The second place in this chapter that struck me as smart was also on page 170.  When describing Furieres, a veteran of the WWI, she gives us this glimpse:

“He had given five years of his youth and now they wanted to steal his precious middle years – those beautiful years when a man finally understands what he is about to lose and is eager to make the most of it.”

As I listen to recounts of the US Airways plane that was intentionally landed into the Hudson River yesterday I cannot help but think of the Potomac River crash in the 80s (it is so cold here at the moment i cannot imagine the Hudson is anything less than that icy grave). I think of the passenger that gave his life saving the lives of other passengers and I am amazed that he chose to do so.  He was older and had a family and yet he still chose to risk it all.  If I were in that position to-day I would make the risk, but if i had the family to think of I doubt i would, and I am not troubled by that decision.

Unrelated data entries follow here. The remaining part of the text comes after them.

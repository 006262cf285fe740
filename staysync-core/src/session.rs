//! Session persistence (auth token and logged-in user).

use std::collections::HashMap;
use std::path::PathBuf;
use std::sync::Mutex;

use serde::{Deserialize, Serialize};

use crate::error::{StayResult, SyncError};

pub const TOKEN_KEY: &str = "token";
pub const USER_KEY: &str = "user";

/// Key/value storage for session data.
pub trait SessionStore: Send + Sync {
    fn get(&self, key: &str) -> Option<String>;
    fn set(&self, key: &str, value: &str) -> StayResult<()>;
    fn clear(&self) -> StayResult<()>;
}

/// The user the backend returned at login.
#[derive(Debug, Clone, PartialEq, Eq, Serialize, Deserialize)]
#[serde(rename_all = "camelCase")]
pub struct SessionUser {
    #[serde(deserialize_with = "crate::property::string_or_number")]
    pub id: String,
    #[serde(default)]
    pub email: Option<String>,
    #[serde(default)]
    pub name: Option<String>,
}

/// Typed view over a [`SessionStore`].
pub struct Session<'a> {
    store: &'a dyn SessionStore,
}

impl<'a> Session<'a> {
    pub fn new(store: &'a dyn SessionStore) -> Self {
        Session { store }
    }

    pub fn token(&self) -> Option<String> {
        self.store.get(TOKEN_KEY).filter(|t| !t.is_empty())
    }

    /// A stored user that no longer deserializes is treated as logged out.
    pub fn user(&self) -> Option<SessionUser> {
        let raw = self.store.get(USER_KEY)?;
        serde_json::from_str(&raw).ok()
    }

    pub fn login(&self, token: &str, user: &SessionUser) -> StayResult<()> {
        self.store.set(TOKEN_KEY, token)?;
        self.store.set(USER_KEY, &serde_json::to_string(user)?)
    }

    pub fn logout(&self) -> StayResult<()> {
        self.store.clear()
    }
}

/// In-process store, used by tests and one-shot runs.
#[derive(Default)]
pub struct MemorySessionStore {
    values: Mutex<HashMap<String, String>>,
}

impl MemorySessionStore {
    pub fn new() -> Self {
        Self::default()
    }

    pub fn with_token(token: &str) -> Self {
        let store = Self::default();
        if let Ok(mut values) = store.values.lock() {
            values.insert(TOKEN_KEY.to_string(), token.to_string());
        }
        store
    }
}

impl SessionStore for MemorySessionStore {
    fn get(&self, key: &str) -> Option<String> {
        self.values.lock().ok()?.get(key).cloned()
    }

    fn set(&self, key: &str, value: &str) -> StayResult<()> {
        self.values
            .lock()
            .map_err(|_| SyncError::Session("session store poisoned".into()))?
            .insert(key.to_string(), value.to_string());
        Ok(())
    }

    fn clear(&self) -> StayResult<()> {
        self.values
            .lock()
            .map_err(|_| SyncError::Session("session store poisoned".into()))?
            .clear();
        Ok(())
    }
}

/// JSON object on disk, by default `~/.config/staysync/session.json`.
pub struct FileSessionStore {
    path: PathBuf,
}

impl FileSessionStore {
    pub fn new(path: PathBuf) -> Self {
        FileSessionStore { path }
    }

    pub fn path(&self) -> &PathBuf {
        &self.path
    }

    // A missing or unreadable file is an empty session.
    fn read(&self) -> HashMap<String, String> {
        std::fs::read_to_string(&self.path)
            .ok()
            .and_then(|content| serde_json::from_str(&content).ok())
            .unwrap_or_default()
    }

    fn write(&self, values: &HashMap<String, String>) -> StayResult<()> {
        if let Some(parent) = self.path.parent() {
            std::fs::create_dir_all(parent).map_err(|e| {
                SyncError::Session(format!("Could not create session directory: {e}"))
            })?;
        }

        let content = serde_json::to_string_pretty(values)?;
        std::fs::write(&self.path, content)
            .map_err(|e| SyncError::Session(format!("Could not write session file: {e}")))
    }
}

impl SessionStore for FileSessionStore {
    fn get(&self, key: &str) -> Option<String> {
        self.read().remove(key)
    }

    fn set(&self, key: &str, value: &str) -> StayResult<()> {
        let mut values = self.read();
        values.insert(key.to_string(), value.to_string());
        self.write(&values)
    }

    fn clear(&self) -> StayResult<()> {
        if self.path.exists() {
            std::fs::remove_file(&self.path)?;
        }
        Ok(())
    }
}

On a similar note there is a fascinating article in the most recent Vanity Fair about a mid-air collision over the Amazon in 2006.  The small private plane that was involved was flyable and there is an account of the pilots trying to land the plane and prepare for their probable death (they had resigned that they would probably die but they were making precautions to give their passengers the best possible chance to survive.)  That sort of humility strikes me as odd.  I do not know if I am willing to call it heroic but it is definitely tragic in the ancient Greek sense.  A sense that I admire and long for.